I was intrigued to read that the play has been translated into colloquial Arabic and featured a rock-themed soundtrack played live on-set. Jointly sponsored by the Norwegian Embassy in Cairo and the Ibsen Studies Center in Norway, it received various positive reviews at a time when Egypt was plunged into the Arab Spring.
A German version, starring Matt Smith and Jessica Brown Findlay, converted the Act IV town meeting into an audience participation event that allowed contemporary issues to be aired. Call it general public komment.
The show was also produced in China, where the audience in Beijing reportedly showed overwhelming support for Dr. Stockmann, and allegedly shouted criticism of the Chinese regime during interaction parts. Even in subsequent censored performances, audiences yelled "for personal freedom!"
The strongest one is the one who stands alone.
(Eric Preven is a longtime community activist and is a contributor to CityWatch. The opinions are of Mr. Preven and not necessarily those of CityWatchLA.com.)
ERIC PREVEN’S NOTEBOOK IN BRIEF:
- A New York play implemented a unique promotion during intermission, partnering with a liquor company to offer shots of Aquavit on stage to audience members with a special hand stamp.
- The play, featuring a town meeting scene disrupted by strategic opposition, mirrors the plot of Henrik Ibsen's "An Enemy of the People," where Dr. Stockmann is ostracized for exposing contaminated water in a spa town.

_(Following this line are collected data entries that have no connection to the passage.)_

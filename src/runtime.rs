use std::sync::mpsc::{self, Receiver, RecvTimeoutError};
use std::time::Duration;

use crossterm::event::{self, Event as CtEvent, KeyEvent, KeyEventKind};

/// The dashboard redraws its clock and status this often.
pub const TICK_INTERVAL: Duration = Duration::from_secs(1);

#[derive(Clone, Debug)]
pub enum BoardEvent {
    Key(KeyEvent),
    Resize,
    Tick,
}

/// Source of terminal events (keyboard, resize, etc.)
pub trait BoardEventSource: Send + 'static {
    /// Blocks for up to `timeout`; `Err(Timeout)` when nothing arrived.
    fn recv_timeout(&self, timeout: Duration) -> Result<BoardEvent, RecvTimeoutError>;
}

/// Reads crossterm events on a background thread.
pub struct CrosstermEventSource {
    rx: Receiver<BoardEvent>,
}

impl CrosstermEventSource {
    pub fn new() -> Self {
        let (tx, rx) = mpsc::channel();

        std::thread::spawn(move || loop {
            let forwarded = match event::read() {
                // Windows reports releases too
                Ok(CtEvent::Key(key)) if key.kind != KeyEventKind::Release => {
                    tx.send(BoardEvent::Key(key))
                }
                Ok(CtEvent::Resize(_, _)) => tx.send(BoardEvent::Resize),
                Ok(_) => Ok(()),
                Err(_) => break,
            };
            if forwarded.is_err() {
                break;
            }
        });

        Self { rx }
    }
}

impl Default for CrosstermEventSource {
    fn default() -> Self {
        Self::new()
    }
}

impl BoardEventSource for CrosstermEventSource {
    fn recv_timeout(&self, timeout: Duration) -> Result<BoardEvent, RecvTimeoutError> {
        self.rx.recv_timeout(timeout)
    }
}

pub trait Ticker: Send + Sync + 'static {
    fn interval(&self) -> Duration;
}

#[derive(Clone, Copy, Debug)]
pub struct FixedTicker {
    interval: Duration,
}

impl FixedTicker {
    pub fn new(interval: Duration) -> Self {
        Self { interval }
    }
}

impl Default for FixedTicker {
    fn default() -> Self {
        Self::new(TICK_INTERVAL)
    }
}

impl Ticker for FixedTicker {
    fn interval(&self) -> Duration {
        self.interval
    }
}

/// Scripted events for headless runs and tests.
pub struct ChannelEventSource {
    rx: Receiver<BoardEvent>,
}

impl ChannelEventSource {
    pub fn new(rx: Receiver<BoardEvent>) -> Self {
        Self { rx }
    }
}

impl BoardEventSource for ChannelEventSource {
    fn recv_timeout(&self, timeout: Duration) -> Result<BoardEvent, RecvTimeoutError> {
        self.rx.recv_timeout(timeout)
    }
}

/// Yields the next event, or a tick once the interval passes without one.
pub struct Runner<E: BoardEventSource, T: Ticker> {
    event_source: E,
    ticker: T,
}

impl<E: BoardEventSource, T: Ticker> Runner<E, T> {
    pub fn new(event_source: E, ticker: T) -> Self {
        Self {
            event_source,
            ticker,
        }
    }

    pub fn step(&self) -> BoardEvent {
        match self.event_source.recv_timeout(self.ticker.interval()) {
            Ok(ev) => ev,
            Err(RecvTimeoutError::Timeout) | Err(RecvTimeoutError::Disconnected) => {
                BoardEvent::Tick
            }
        }
    }
}
use bellboard::schedule::{gaps, Lesson};
use ratatui::{
    layout::Rect,
    style::{Color, Modifier, Style},
    text::{Line, Span},
    widgets::{Block, Borders, Paragraph},
    Frame,
};

use crate::App;

/// One row of the lesson list. The active lesson is highlighted, disabled
/// lessons are dimmed.
pub fn lesson_line(position: usize, lesson: &Lesson, is_current: bool) -> Line<'static> {
    let mut style = Style::default();
    if !lesson.is_valid() {
        style = style.fg(Color::Red);
    }
    if !lesson.is_active {
        style = style.add_modifier(Modifier::DIM | Modifier::CROSSED_OUT);
    }
    if is_current {
        style = style.fg(Color::Green).add_modifier(Modifier::BOLD);
    }

    let mut spans = vec![Span::styled(
        format!(
            "{:>2}. {:<24} {:>5} - {:<5}",
            position + 1,
            lesson.name,
            lesson.start_time,
            lesson.end_time
        ),
        style,
    )];
    if is_current {
        spans.push(Span::styled("  < now", style));
    }
    Line::from(spans)
}

fn break_line(gap: Option<i32>) -> Line<'static> {
    let text = match gap {
        Some(minutes) => format!("      break {minutes} min"),
        None => "      break ?".to_string(),
    };
    Line::styled(text, Style::default().add_modifier(Modifier::DIM))
}

pub fn render_dashboard(app: &App, f: &mut Frame, area: Rect) {
    let board = &app.board;
    let lessons = board.lessons();
    let active_id = board.status(app.now).active_lesson_id;
    let breaks = gaps(lessons);

    let mut lines = Vec::with_capacity(lessons.len() * 2);
    if !board.schedule.is_active(board.selected_day) {
        lines.push(Line::styled(
            "Day off",
            Style::default().add_modifier(Modifier::ITALIC),
        ));
    }
    for (i, lesson) in lessons.iter().enumerate() {
        let is_current = active_id.as_deref() == Some(lesson.id.as_str());
        lines.push(lesson_line(i, lesson, is_current));
        if let Some(gap) = breaks.get(i) {
            lines.push(break_line(*gap));
        }
    }
    if lessons.is_empty() {
        lines.push(Line::raw("No lessons"));
    }

    let title = format!("{} / {}", board.selected_day, board.selected_shift);
    let list = Paragraph::new(lines).block(Block::default().borders(Borders::ALL).title(title));
    f.render_widget(list, area);
}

- The contemporary relevance of the play is underscored by a similar disruption observed at a City Council meeting, reflecting the suppression of whistleblowers and critics in public forums.
- The article reflects on various adaptations of the play, including a rock-themed version in Egypt and interactive audience participation in Germany and China, highlighting global resonance with themes of individual courage and systemic corruption.
- The article also mentions the potential of utilizing promotional strategies like the Aquavit promotion to enhance public engagement at meetings, hinting at creative solutions to revenue needs in public settings.
- Finally, the article discusses the broader cultural impact of Ibsen's work and its relevance to current societal issues, touching upon the tension between public health and economic interests as portrayed in both the play and real-world scenarios.